======== THE DATA

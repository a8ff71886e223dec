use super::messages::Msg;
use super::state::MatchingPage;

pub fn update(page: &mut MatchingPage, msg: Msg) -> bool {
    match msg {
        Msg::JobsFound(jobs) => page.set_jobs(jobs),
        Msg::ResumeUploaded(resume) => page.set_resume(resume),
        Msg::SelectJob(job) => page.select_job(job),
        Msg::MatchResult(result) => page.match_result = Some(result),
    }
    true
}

================

Show the lines of the entries that include the string "MatchingPage", copying each in full.

▶ TASK ANSWER:
use super::state::MatchingPage;
pub fn update(page: &mut MatchingPage, msg: Msg) -> bool {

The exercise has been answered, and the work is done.